Other doctors had to change their career trajectories because of their diagnoses. That was the reality for Brien Smith, MD, FAAN, co-chair of clinical neurosciences at Spectrum Health in Grand Rapids, MI, who was diagnosed with epilepsy in high school. His condition was controlled by medication, but he still experienced an occasional breakthrough seizure. He did fine during surgical rotations in medical school, but he realized that a breakthrough seizure during surgery would put the patient at risk. So he became a neurologist specializing in epilepsy, and does not perform surgery.
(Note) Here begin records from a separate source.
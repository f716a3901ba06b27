use std::sync::Arc;
use std::time::Duration;

use anyhow::{Context, Result};
use chrono::NaiveDate;
use reqwest::blocking::{Client, Request, RequestBuilder};
use serde::de::DeserializeOwned;
use serde::{Deserialize, Serialize};

use super::{ApiError, CsrfTokenProvider, SchedulerApi};
use crate::models::calendar_event::{CalendarEvent, MaterializedJob, VirtualOccurrence};
use crate::models::folder::FolderListing;
use crate::models::settings::Settings;

const MATERIALIZE_PATH: &str = "/api/materialize-occurrence/";
const BROWSE_FOLDERS_PATH: &str = "/api/browse-folders/";
const CALENDAR_EVENTS_PATH: &str = "/api/calendar-events/";
const CSRF_HEADER: &str = "X-CSRFToken";

#[derive(Serialize)]
struct MaterializeBody<'a> {
    parent_id: i64,
    original_start: &'a str,
}

#[derive(Deserialize)]
struct ErrorBody {
    error: Option<String>,
}

/// [`SchedulerApi`] over HTTP/JSON using a blocking reqwest client.
///
/// Cheap to clone; clones share the connection pool.
#[derive(Clone)]
pub struct HttpSchedulerApi {
    client: Client,
    base_url: String,
    csrf: Arc<dyn CsrfTokenProvider>,
}

impl HttpSchedulerApi {
    pub fn new(
        base_url: &str,
        timeout: Duration,
        csrf: Arc<dyn CsrfTokenProvider>,
    ) -> Result<Self> {
        let client = Client::builder()
            .timeout(timeout)
            .build()
            .context("Failed to build scheduler HTTP client")?;

        Ok(Self {
            client,
            base_url: base_url.trim_end_matches('/').to_string(),
            csrf,
        })
    }

    pub fn from_settings(settings: &Settings, csrf: Arc<dyn CsrfTokenProvider>) -> Result<Self> {
        Self::new(
            &settings.server_url,
            Duration::from_secs(settings.request_timeout_secs),
            csrf,
        )
    }

    pub fn base_url(&self) -> &str {
        &self.base_url
    }

    fn url(&self, path: &str, query: &[(&str, &str)]) -> String {
        build_url(&self.base_url, path, query)
    }

    /// POST request for materializing `occurrence`, CSRF header attached
    /// when a token is available.
    fn materialize_request(&self, occurrence: &VirtualOccurrence) -> Result<Request, ApiError> {
        let body = MaterializeBody {
            parent_id: occurrence.parent_id,
            original_start: &occurrence.original_start,
        };

        let mut request = self.client.post(self.url(MATERIALIZE_PATH, &[])).json(&body);
        if let Some(token) = self.csrf.csrf_token() {
            request = request.header(CSRF_HEADER, token);
        } else {
            log::warn!("No CSRF token configured; materialize request may be rejected");
        }

        build_request(request)
    }

    fn send<T: DeserializeOwned>(&self, request: RequestBuilder) -> Result<T, ApiError> {
        self.execute(build_request(request)?)
    }

    fn execute<T: DeserializeOwned>(&self, request: Request) -> Result<T, ApiError> {
        let response = self
            .client
            .execute(request)
            .map_err(|err| ApiError::Network(err.to_string()))?;

        let status = response.status();
        let body = response
            .text()
            .map_err(|err| ApiError::Network(err.to_string()))?;

        decode_response(status.as_u16(), &body)
    }
}

impl SchedulerApi for HttpSchedulerApi {
    fn materialize_occurrence(
        &self,
        occurrence: &VirtualOccurrence,
    ) -> Result<MaterializedJob, ApiError> {
        let request = self.materialize_request(occurrence)?;
        log::debug!(
            "Materializing occurrence of series {} at {}",
            occurrence.parent_id,
            occurrence.original_start
        );
        self.execute(request)
    }

    fn browse_folders(&self, path: &str) -> Result<FolderListing, ApiError> {
        let request = self
            .client
            .get(self.url(BROWSE_FOLDERS_PATH, &[("path", path)]));
        self.send(request)
    }

    fn calendar_events(
        &self,
        start: NaiveDate,
        end: NaiveDate,
    ) -> Result<Vec<CalendarEvent>, ApiError> {
        let start = start.format("%Y-%m-%d").to_string();
        let end = end.format("%Y-%m-%d").to_string();
        let request = self.client.get(self.url(
            CALENDAR_EVENTS_PATH,
            &[("start", start.as_str()), ("end", end.as_str())],
        ));
        self.send(request)
    }
}

fn build_request(request: RequestBuilder) -> Result<Request, ApiError> {
    request
        .header(reqwest::header::ACCEPT, "application/json")
        .build()
        .map_err(|err| ApiError::Network(err.to_string()))
}

fn build_url(base_url: &str, path: &str, query: &[(&str, &str)]) -> String {
    let mut url = format!("{}{}", base_url, path);
    for (i, (key, value)) in query.iter().enumerate() {
        url.push(if i == 0 { '?' } else { '&' });
        url.push_str(key);
        url.push('=');
        url.push_str(&urlencoding::encode(value));
    }
    url
}

fn decode_response<T: DeserializeOwned>(status: u16, body: &str) -> Result<T, ApiError> {
    if !(200..300).contains(&status) {
        let message = serde_json::from_str::<ErrorBody>(body)
            .ok()
            .and_then(|b| b.error)
            .filter(|m| !m.trim().is_empty())
            .unwrap_or_else(|| format!("Request failed with HTTP status {}", status));
        return Err(ApiError::Status { status, message });
    }

    serde_json::from_str(body).map_err(|err| ApiError::MalformedResponse(err.to_string()))
}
Before she closed her medical practice, Maria De Leon, MD, a neurologist in Nacogdoches, TX, who has Parkinson's disease, was experiencing tremors, mostly in her feet, and a burning, searing pain in her legs. It would take her longer to do things and she'd get tired more easily. "When I did a motor exam, I couldn't open and close my hand or tap my fingers like I used to; I couldn't show patients how to do a gait test because I would lose balance and become unsteady," she recalls. "I was staggering just like they were, and I was having trouble writing. Doctors are supposed to have bad writing, but toward the end, my handwriting got so bad that my nurse would have to write the prescriptions and I would just sign them."
For some doctors, medications used to control symptoms may pose a problem, especially if the drugs compromise their ability to think clearly or function well while seeing patients. Doctors may choose to take lower doses of a medication or try a different remedy to avoid cognition-compromising side effects; sometimes they may need to force themselves to be stoic and power through their schedule, even if they don't feel their best.
"Usually when I have a migraine I just fight my way through the day—I don't tell patients I have one," says Dr. Stoller. "I'm slower with the work flow; I get home an hour or two later. But I'm able to persevere to make sure I'm taking care of my patients—that's my job!"